Pursuant to Section 19(b)(1) of the Securities Exchange Act of 1934 (“Act”), notice is hereby given that on, February 23, 2001, The Depository Trust Company (“DTC”) filed with the Securities and Exchange Commission (“Commission”) the proposed rule change as described in Items I, II, and III below, which items have been prepared primarily by DTC. The Commission is publishing this notice to solicit comments on the proposed rule change from interested parties.
I. Self-Regulatory Organization's Statement of the Terms of Substance of the Proposed Rule Change
The proposed rule change would allow DTC to make eligible for depository services foreign securities that are presently eligible for the National Securities Clearing Corporation's (“NSCC”) foreign security comparison and netting service.
II. Self-Regulatory Organization's Statement of the Purpose of, and Statutory Basis for, the Proposed Rule Change
In its filing with the Commission, DTC included statements concerning the purpose of and basis for the proposed rule change and discussed any comments it received on the proposed rule change. The text of these statements may be examined at the places specified in Item IV below. DTC has prepared summaries, set forth in sections (A), (B), and (C) below, of the most significant aspects of these statements.
(A) Self-Regulatory Organization's Statement of the Purpose of, and Statutory Basis for, the Proposed Rule Change
The purpose of the proposed rule change is to provide DTC and NSCC participants who are presently using NSCC's foreign securities clearing services the use, if applicable, of depository services at DTC for these securities. These securities are generally foreign ordinary equities that have been assigned security numbers (CINS) and NASD symbols to automate the comparison process. Most trades in foreign ordinary shares that are executed between two U.S. broker-dealers are forwarded to NASD's Automated Confirmation Transaction system and submitted as locked-in trades to NSCC.
Today, through NSCC's Foreign Securities Comparison and Netting system, foreign securities are compared and netted on a bilateral basis in a standardized and automated fashion through NSCC's over-the-counter system. Receive and deliver instructions are automatically generated by NSCC and are distributed to participants on the morning after comparison, which expedites the settlement process for non-U.S. equity transactions. Trades are netted on a bilateral participant-to-participant basis thereby reducing the number of deliveries for settlement in the local market.
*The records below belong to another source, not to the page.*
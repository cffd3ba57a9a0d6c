//! Error taxonomy for the ledger engine.
//!
//! Three kinds of failure, kept strictly apart:
//!
//! - [`Rejection`]: the scan or adjustment is invalid or disallowed by
//!   business state. Always surfaced to the caller with enough structure to
//!   render a specific message; never silently dropped.
//! - Integrity defects: drift between cached and derived truth. Handled by
//!   the reconciler and observable only via logs and notifications, never on
//!   the request path.
//! - [`StorageError`]: the datastore failed. Retryable; nothing was
//!   committed.
//!
//! Callers dispatch on variants, never on message text.

use crate::types::{CarrierId, ProductId};
use thiserror::Error;

/// A scan or adjustment that is invalid or disallowed by business state.
///
/// Each variant maps to a distinct operator-facing message so "already done"
/// is distinguishable from "invalid item" and "insufficient stock".
#[derive(Error, Debug, Clone, PartialEq, Eq)]
pub enum Rejection {
    /// The scanned code does not belong to any system-issued carrier.
    #[error("Barcode '{code}' not found; only system-issued barcodes are accepted")]
    UnknownBarcode {
        /// The code that was scanned.
        code: String,
    },

    /// Stock-in scan for a carrier that is already stocked in.
    #[error("Carrier {carrier_id} is already stocked in")]
    AlreadyStockedIn {
        /// The carrier that was scanned.
        carrier_id: CarrierId,
    },

    /// Stock-out scan for a carrier that is not currently stocked in.
    #[error("Cannot stock out carrier {carrier_id}: it is not currently stocked in")]
    NeverStockedIn {
        /// The carrier that was scanned.
        carrier_id: CarrierId,
    },

    /// The same carrier and direction were accepted within the cooldown
    /// window.
    #[error("Duplicate operation: the same movement for carrier {carrier_id} was accepted recently")]
    DuplicateOperation {
        /// The carrier that was scanned.
        carrier_id: CarrierId,
    },

    /// The immediately preceding accepted scan used the identical code.
    #[error("Barcode '{code}' was just scanned; scan a different barcode or wait a moment")]
    ImmediateRepeat {
        /// The repeated code.
        code: String,
    },

    /// An OUT movement would drive the aggregate below zero.
    #[error("Insufficient stock: available {available}, required {required}, shortfall {shortfall}")]
    InsufficientStock {
        /// Units currently available.
        available: i64,
        /// Units the movement requires.
        required: i64,
        /// How many units are missing.
        shortfall: i64,
    },

    /// The ledger entry draft violates an input constraint.
    #[error("Invalid ledger entry: {reason}")]
    InvalidEntry {
        /// Which constraint was violated.
        reason: String,
    },

    /// The referenced product does not exist.
    #[error("Product {product_id} not found")]
    UnknownProduct {
        /// The missing product.
        product_id: ProductId,
    },
}

impl Rejection {
    /// Stable machine-readable kind, for metrics labels and structured logs.
    #[must_use]
    pub const fn kind(&self) -> &'static str {
        match self {
            Self::UnknownBarcode { .. } => "unknown_barcode",
            Self::AlreadyStockedIn { .. } => "already_stocked_in",
            Self::NeverStockedIn { .. } => "never_stocked_in",
            Self::DuplicateOperation { .. } => "duplicate_operation",
            Self::ImmediateRepeat { .. } => "immediate_repeat",
            Self::InsufficientStock { .. } => "insufficient_stock",
            Self::InvalidEntry { .. } => "invalid_entry",
            Self::UnknownProduct { .. } => "unknown_product",
        }
    }
}

/// Datastore failure. The operation committed nothing and may be retried.
#[derive(Error, Debug, Clone, PartialEq, Eq)]
pub enum StorageError {
    /// The datastore could not be reached or the statement failed.
    #[error("Storage unavailable: {0}")]
    Unavailable(String),

    /// A row the operation depends on is missing or malformed.
    #[error("Storage corrupt: {0}")]
    Corrupt(String),

    /// The unit of work lost a locking or serialization conflict.
    #[error("Storage conflict: {0}")]
    Conflict(String),
}

/// Failure surfaced at the engine's external interface.
#[derive(Error, Debug, Clone, PartialEq, Eq)]
pub enum EngineError {
    /// Business rejection; see [`Rejection`].
    #[error(transparent)]
    Rejection(#[from] Rejection),

    /// Infrastructure failure; see [`StorageError`].
    #[error(transparent)]
    Storage(#[from] StorageError),
}

impl EngineError {
    /// Whether retrying the identical request can succeed without any state
    /// change in between. True only for infrastructure failures.
    #[must_use]
    pub const fn is_retryable(&self) -> bool {
        matches!(self, Self::Storage(_))
    }
}

#[cfg(test)]
mod tests {
    use super::*;

    #[test]
    fn insufficient_stock_message_carries_shortfall() {
        let rejection = Rejection::InsufficientStock {
            available: 5,
            required: 10,
            shortfall: 5,
        };
        let message = rejection.to_string();
        assert!(message.contains("available 5"));
        assert!(message.contains("required 10"));
        assert!(message.contains("shortfall 5"));
    }

    #[test]
    fn rejection_is_not_retryable() {
        let err = EngineError::from(Rejection::UnknownBarcode {
            code: "XYZ".to_string(),
        });
        assert!(!err.is_retryable());
    }

    #[test]
    fn storage_failure_is_retryable() {
        let err = EngineError::from(StorageError::Unavailable("connection refused".to_string()));
        assert!(err.is_retryable());
    }

    #[test]
    fn distinct_messages_per_rejection_kind() {
        let already = Rejection::AlreadyStockedIn {
            carrier_id: CarrierId::new(1),
        }
        .to_string();
        let never = Rejection::NeverStockedIn {
            carrier_id: CarrierId::new(1),
        }
        .to_string();
        assert_ne!(already, never);
    }
}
NSCC does not currently and will not under the proposed rule change guarantee the ultimate settlement of these transactions or the clearance cash adjustment.
Given the increase in activity over the last few years, U.S. broker-dealers have become concerned about the number of potential risk and operational issues associated with the current process, such as the lack of straight through processing (“STP”) from the point of trade to settlement. It is DTC's plan to enhance the settlement part of the process and to deliver an automated approach to complete the STP process from trade to settlement. In doing so, many operational issues will be minimized or eliminated.
Today, there is a separation between the physical movement of these foreign securities and the money settlement of the trades (i.e., there is no delivery versus payment (“DVP”) as there is true for U.S. trades). The delivery of the securities occurs in the foreign markets and then some time later the payment is made in the U.S.
Currently, trades in these foreign securities executed in the U.S. must settle in the local market without the benefit of any of DTC's infrastructure. Therefore, U.S. based broker-dealers who trade in foreign securities in the U.s. must set up correspondent relationships in the local market. Additionally, the U.S. broker-dealers must each deal separately with the inherent inefficiencies, such as large time-zone differences, in this structure. Also, the need to set up such correspondent relationships puts smaller broker-dealers at a disadvantage because many smaller broker-dealers do not have the resources or trading volumes to justify such relationships and therefore must enlist a large broker-dealer to perform such services for their clients. As a result, trading costs for the underlying investors are increased.
DTC's plan is to open a custodial account in a local market with an agent bank or central securities depository (“CSD”) (collectively “custodian”) that will hold shares on DTC's behalf. DTC's participants will be able to communicate with DTC with respect to foreign securities as they do today with respect to currently eligible U.S. securities. Due to differences in local market practice from that in the U.S., the eligibility procedures for foreign securities will likely differ from those currently used by DTC for eligible U.S. securities. However, participants will be made aware of this fact and of the eligibility criteria and procedures. These securities will be “tagged” in DTC's system in order for DTC participants to readily identify them.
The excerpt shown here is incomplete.